Jan 19 (Reuters) - Former Olympic ski champion Julia Mancuso will be in Pyeongchang next month but only as a television reporter after abandoning her goal of a fifth Olympic Games and announcing her retirement.
The most successful U.S. female Alpine skier with nine medals -- four Olympic and five at world championships -- has struggled with hip pain throughout her career and formally retired in the Italian resort of Cortina d'Ampezzo on Friday.
Returning to the slopes last December after two seasons out, she achieved a best finish of only 42nd in three races.
"It has been an epic battle with my hip injury, and the past three years I have put everything into returning to competition at the highest level and reach my fifth Olympic Games," the 33-year-old said in a statement.
"Sadly, I haven’t found the progression to compete with the best in the world again, but I’m proud to have fought until the very end."
Mancuso will now be working with NBC television.
After an 18-year career, having made her World Cup debut as a 15-year-old in 1999, Mancuso bowed out on the piste where she claimed her first World Cup podium finish with second place in a super-G in January 2006.
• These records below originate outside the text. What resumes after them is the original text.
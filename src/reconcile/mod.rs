//! Divergence between two sources that declare the same skills.
//!
//! Neither side is treated as canonical. Each differing column is classified
//! so a reviewer can tell spelling drift from a real change in numbers.

use std::collections::{HashMap, HashSet};
use std::fmt;
use std::sync::LazyLock;

use regex::Regex;
use serde::Serialize;
use tracing::info;

use crate::description::fold;
use crate::schema::{Column, ColumnKind, SkillRecord};

static NUMBER: LazyLock<Regex> =
    LazyLock::new(|| Regex::new(r"[0-9]+(?:\.[0-9]+)?").expect("number regex"));

#[derive(Debug, Clone, Copy, PartialEq, Eq, Serialize)]
#[serde(rename_all = "snake_case")]
pub enum DivergenceKind {
    /// Same after folding diacritics and collapsing whitespace, or the same number.
    Wording,
    /// The numbers mentioned differ.
    Numeric,
    /// Any other difference.
    Value,
}

impl fmt::Display for DivergenceKind {
    fn fmt(&self, f: &mut fmt::Formatter<'_>) -> fmt::Result {
        f.write_str(match self {
            DivergenceKind::Wording => "wording",
            DivergenceKind::Numeric => "numeric",
            DivergenceKind::Value => "value",
        })
    }
}

#[derive(Debug, Clone, PartialEq, Eq, Serialize)]
pub struct ColumnDivergence {
    pub column: Column,
    pub left: String,
    pub right: String,
    pub kind: DivergenceKind,
}

#[derive(Debug, Clone, PartialEq, Eq, Serialize)]
pub struct SkillDivergence {
    pub skill_id: String,
    pub columns: Vec<ColumnDivergence>,
}

#[derive(Debug, Clone, Default, PartialEq, Eq, Serialize)]
pub struct ReconcileReport {
    /// Ids present in both sources.
    pub compared: usize,
    pub divergent: Vec<SkillDivergence>,
    pub only_left: Vec<String>,
    pub only_right: Vec<String>,
    /// Later declarations of an id the left source already declared,
    /// compared against its first declaration.
    pub repeated_left: Vec<SkillDivergence>,
    pub repeated_right: Vec<SkillDivergence>,
}

impl ReconcileReport {
    pub fn is_clean(&self) -> bool {
        self.finding_count() == 0
    }

    pub fn finding_count(&self) -> usize {
        self.divergent.len()
            + self.only_left.len()
            + self.only_right.len()
            + self.repeated_left.len()
            + self.repeated_right.len()
    }
}

/// Compare two record sets by skill id, in left order.
///
/// Ids repeated within one source are reported on their own; the comparison
/// across sources uses each side's first declaration.
pub fn reconcile(left: &[SkillRecord], right: &[SkillRecord]) -> ReconcileReport {
    let mut right_by_id: HashMap<&str, &SkillRecord> = HashMap::new();
    for record in right {
        right_by_id.entry(record.id()).or_insert(record);
    }

    let mut report = ReconcileReport::default();
    let mut seen = HashSet::new();
    for record in left {
        if !seen.insert(record.id()) {
            continue;
        }
        let Some(other) = right_by_id.get(record.id()) else {
            report.only_left.push(record.id().to_string());
            continue;
        };
        report.compared += 1;

        let columns = diff_columns(record, other);
        if !columns.is_empty() {
            report.divergent.push(SkillDivergence {
                skill_id: record.id().to_string(),
                columns,
            });
        }
    }

    let mut listed = HashSet::new();
    for record in right {
        if !seen.contains(record.id()) && listed.insert(record.id()) {
            report.only_right.push(record.id().to_string());
        }
    }

    report.repeated_left = repeated(left);
    report.repeated_right = repeated(right);

    info!(
        compared = report.compared,
        divergent = report.divergent.len(),
        only_left = report.only_left.len(),
        only_right = report.only_right.len(),
        repeated = report.repeated_left.len() + report.repeated_right.len(),
        "reconciled sources"
    );
    report
}

fn diff_columns(left: &SkillRecord, right: &SkillRecord) -> Vec<ColumnDivergence> {
    Column::ALL
        .iter()
        .filter(|c| left.raw(**c) != right.raw(**c))
        .map(|&column| {
            let (a, b) = (left.raw(column), right.raw(column));
            ColumnDivergence {
                column,
                left: a.to_string(),
                right: b.to_string(),
                kind: classify(column, a, b),
            }
        })
        .collect()
}

/// Every later declaration of an id within one source, diffed against the
/// first. Identical copies are listed with no columns.
fn repeated(records: &[SkillRecord]) -> Vec<SkillDivergence> {
    let mut first: HashMap<&str, &SkillRecord> = HashMap::new();
    let mut repeats = Vec::new();
    for record in records {
        match first.get(record.id()) {
            Some(original) => repeats.push(SkillDivergence {
                skill_id: record.id().to_string(),
                columns: diff_columns(original, record),
            }),
            None => {
                first.insert(record.id(), record);
            }
        }
    }
    repeats
}

/// Classify a difference between two values of one column.
pub fn classify(column: Column, left: &str, right: &str) -> DivergenceKind {
    if column.kind() == ColumnKind::Number {
        return match (left.trim().parse::<f64>(), right.trim().parse::<f64>()) {
            (Ok(a), Ok(b)) if a == b => DivergenceKind::Wording,
            (Ok(_), Ok(_)) => DivergenceKind::Numeric,
            _ => DivergenceKind::Value,
        };
    }

    if normalize(left) == normalize(right) {
        DivergenceKind::Wording
    } else if numbers(left) != numbers(right) {
        DivergenceKind::Numeric
    } else {
        DivergenceKind::Value
    }
}

fn normalize(text: &str) -> String {
    fold(text).split_whitespace().collect::<Vec<_>>().join(" ")
}

fn numbers(text: &str) -> Vec<f64> {
    NUMBER
        .find_iter(text)
        .filter_map(|m| m.as_str().parse().ok())
        .collect()
}
use std::collections::BTreeMap;
use std::sync::LazyLock;

use regex::Regex;
use serde::Serialize;

/// A tier marker: a digit immediately followed by a star glyph.
static TIER_BOUNDARY: LazyLock<Regex> =
    LazyLock::new(|| Regex::new(r"[0-9](?:★|⭐)\x{FE0F}?").expect("tier boundary regex"));

static TIER_SEGMENT: LazyLock<Regex> = LazyLock::new(|| {
    Regex::new(r"(?s)^([0-9])(?:★|⭐)\x{FE0F}?\s*(.+)$").expect("tier segment regex")
});

/// Star level to text fragment for one description.
#[derive(Debug, Clone, Default, PartialEq, Eq, Serialize)]
#[serde(transparent)]
pub struct TierMap(BTreeMap<u8, String>);

impl TierMap {
    pub fn get(&self, tier: u8) -> Option<&str> {
        self.0.get(&tier).map(String::as_str)
    }

    pub fn contains(&self, tier: u8) -> bool {
        self.0.contains_key(&tier)
    }

    pub fn is_empty(&self) -> bool {
        self.0.is_empty()
    }

    pub fn len(&self) -> usize {
        self.0.len()
    }

    /// Fragments in ascending tier order.
    pub fn iter(&self) -> impl Iterator<Item = (u8, &str)> {
        self.0.iter().map(|(tier, text)| (*tier, text.as_str()))
    }
}

impl<S: Into<String>> FromIterator<(u8, S)> for TierMap {
    fn from_iter<I: IntoIterator<Item = (u8, S)>>(iter: I) -> Self {
        Self(iter.into_iter().map(|(t, s)| (t, s.into())).collect())
    }
}

/// Split a multi-tier description into per-tier fragments.
///
/// Each marker starts a new segment. Text before the first marker is dropped.
/// Segment text is trimmed and loses trailing `;`, `,` and `.`; a segment with
/// nothing after its marker is skipped. A tier that appears twice keeps the
/// later fragment. No markers at all gives an empty map.
pub fn split_by_tier(text: &str) -> TierMap {
    let starts: Vec<usize> = TIER_BOUNDARY.find_iter(text).map(|m| m.start()).collect();
    let mut tiers = BTreeMap::new();

    for (i, &start) in starts.iter().enumerate() {
        let end = starts.get(i + 1).copied().unwrap_or(text.len());
        let segment = text[start..end].trim();

        let Some(caps) = TIER_SEGMENT.captures(segment) else {
            continue;
        };
        let Some(tier) = caps[1].parse::<u8>().ok() else {
            continue;
        };
        let fragment = caps[2]
            .trim_end()
            .trim_end_matches([';', ',', '.'])
            .trim_end();
        if fragment.is_empty() {
            continue;
        }
        tiers.insert(tier, fragment.to_string());
    }

    TierMap(tiers)
}
//! The skill dataset file.

use std::path::Path;

use tracing::{debug, info};

use super::{csv, read_text, write_text};
use crate::error::{CatalogError, Result};
use crate::schema::{Column, ColumnLayout, SkillRecord};

/// Render records under the schema header, in the given order.
pub fn to_csv(records: &[SkillRecord]) -> String {
    let mut out = String::new();
    csv::write_record(&mut out, Column::header());
    for record in records {
        csv::write_record(&mut out, record.values());
    }
    out
}

/// Read records from dataset text. Columns are matched by header name.
pub fn from_csv(text: &str) -> Result<Vec<SkillRecord>> {
    let table = csv::parse(text)?;
    let layout = ColumnLayout::from_header(&table.header)?;
    if !layout.is_canonical() {
        debug!("dataset header differs from schema order; reading by name");
    }

    table
        .rows
        .iter()
        .map(|row| {
            layout.read(&row.fields).map_err(|err| match err {
                CatalogError::Dataset(message) => {
                    CatalogError::Dataset(format!("line {}: {message}", row.line))
                }
                other => other,
            })
        })
        .collect()
}

pub fn read_skills(path: &Path) -> Result<Vec<SkillRecord>> {
    let records = from_csv(&read_text(path)?)?;
    info!(path = %path.display(), count = records.len(), "loaded skill dataset");
    Ok(records)
}

/// Write the dataset, then read it back and confirm nothing changed.
pub fn write_skills(path: &Path, records: &[SkillRecord]) -> Result<()> {
    write_text(path, &to_csv(records))?;
    verify_round_trip(path, records)?;
    info!(path = %path.display(), count = records.len(), "wrote skill dataset");
    Ok(())
}

/// Compare a written dataset against the records it was written from.
pub fn verify_round_trip(path: &Path, expected: &[SkillRecord]) -> Result<()> {
    let actual = read_skills(path)?;
    if actual.len() != expected.len() {
        return Err(CatalogError::RoundTripMismatch(format!(
            "wrote {} records but read back {}",
            expected.len(),
            actual.len()
        )));
    }
    if let Some((written, read)) = expected.iter().zip(&actual).find(|(a, b)| a != b) {
        let column = Column::ALL
            .iter()
            .find(|c| written.raw(**c) != read.raw(**c))
            .map_or("?", |c| c.name());
        return Err(CatalogError::RoundTripMismatch(format!(
            "skill '{}' changed in column '{column}'",
            written.id()
        )));
    }
    Ok(())
}
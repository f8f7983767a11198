use skillcat::CatalogError;
use skillcat::registry::{
    ActionPattern, DamageType, Role, ScaleStat, SkillDefinition, SkillRegistry,
    verify_no_duplicates,
};
use skillcat::schema::{Column, make_record};
use skillcat::test_utils::fixtures::sample_registry;

#[test]
fn sample_registry_follows_role_order() {
    let registry = sample_registry();
    let ids: Vec<&str> = registry.ids().collect();
    assert_eq!(ids, ["bear_roar", "fireball", "volley", "healing_rain"]);
    assert_eq!(registry.role_of("volley"), Some(Role::Archer));
    assert_eq!(registry.role_of("missing"), None);
}

#[test]
fn typed_accessors_expose_structured_fields() {
    let registry = sample_registry();
    let fireball = registry.get("fireball").unwrap();
    assert_eq!(fireball.action_pattern(), Some(ActionPattern::RangedStatic));
    assert_eq!(fireball.damage_type(), Some(DamageType::Magic));
    assert_eq!(fireball.scale_stat(), Some(ScaleStat::Matk));
    assert_eq!(fireball.number(Column::Scale), Some(1.4));
    assert_eq!(fireball.number(Column::Turns), None);

    let volley = registry.get("volley").unwrap();
    let hit1 = volley.document(Column::Hit1).unwrap();
    assert_eq!(hit1["ratio"], 0.6);
    assert!(volley.document(Column::Hit2).is_none());
}

#[test]
fn unset_parameters_are_absent_not_zero() {
    let skill = SkillDefinition::from_record(make_record([("id", "bare")]).unwrap()).unwrap();
    for column in Column::ALL.iter().filter(|c| **c != Column::Id) {
        assert_eq!(skill.raw(*column), None, "{column} should be unset");
        assert_eq!(skill.number(*column), None);
    }
    assert_eq!(skill.damage_type(), None);
}

#[test]
fn invalid_values_are_schema_violations() {
    for (column, value) in [
        ("turns", "three"),
        ("actionPattern", "FLYING"),
        ("damageType", "fire"),
        ("buffStats", "{atk:"),
    ] {
        let record = make_record([("id", "broken"), (column, value)]).unwrap();
        let err = SkillDefinition::from_record(record).unwrap_err();
        assert!(err.is_schema_violation(), "{column}={value}");
        assert!(matches!(err, CatalogError::InvalidValue { .. }));
    }
}

#[test]
fn verify_no_duplicates_lists_every_duplicate() {
    let records: Vec<_> = ["b", "a", "b", "c", "a", "b"]
        .into_iter()
        .map(|id| make_record([("id", id)]).unwrap())
        .collect();
    match verify_no_duplicates(&records).unwrap_err() {
        CatalogError::DuplicateIds { ids } => assert_eq!(ids, ["a", "b"]),
        other => panic!("unexpected error: {other:?}"),
    }
    assert!(SkillRegistry::import(records).is_err());
}

#[test]
fn builder_rejects_duplicates_across_roles_before_registering() {
    let err = SkillRegistry::builder()
        .collection(Role::Mage, [make_record([("id", "spark")]).unwrap()])
        .collection(Role::Support, [make_record([("id", "spark")]).unwrap()])
        .build()
        .unwrap_err();
    assert!(matches!(err, CatalogError::DuplicateIds { ref ids } if ids == &["spark"]));
}

#[test]
fn export_then_import_preserves_every_field() {
    let mut registry = sample_registry();
    let exported = registry.export_all();
    let reimported = SkillRegistry::import(exported.clone()).unwrap();
    assert_eq!(reimported.len(), exported.len());
    for (record, skill) in exported.iter().zip(reimported.iter()) {
        assert_eq!(record, skill.record());
    }
}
She won Olympic giant slalom gold in Turin a month later.
Mancuso also won Olympic silver medals in downhill and the combined in Vancouver in 2010, adding a bronze in the combined in Sochi four years ago.
Her four Olympic medals are the most by a U.S. female Alpine ski or snowboard athlete.
Born with hip dysplasia, a misalignment of the bones, she underwent surgery in 2006 and 2015, missing two seasons before returning in St Moritz at the end of last year.
"I am happy that I got to ski my last race here in Cortina, one of my favourite stops on the tour," she said on Friday after skiing the Olimpia delle Tofane piste in a Wonder Woman suit.
Team mates including Lindsey Vonn sprayed her with champagne in the finish area.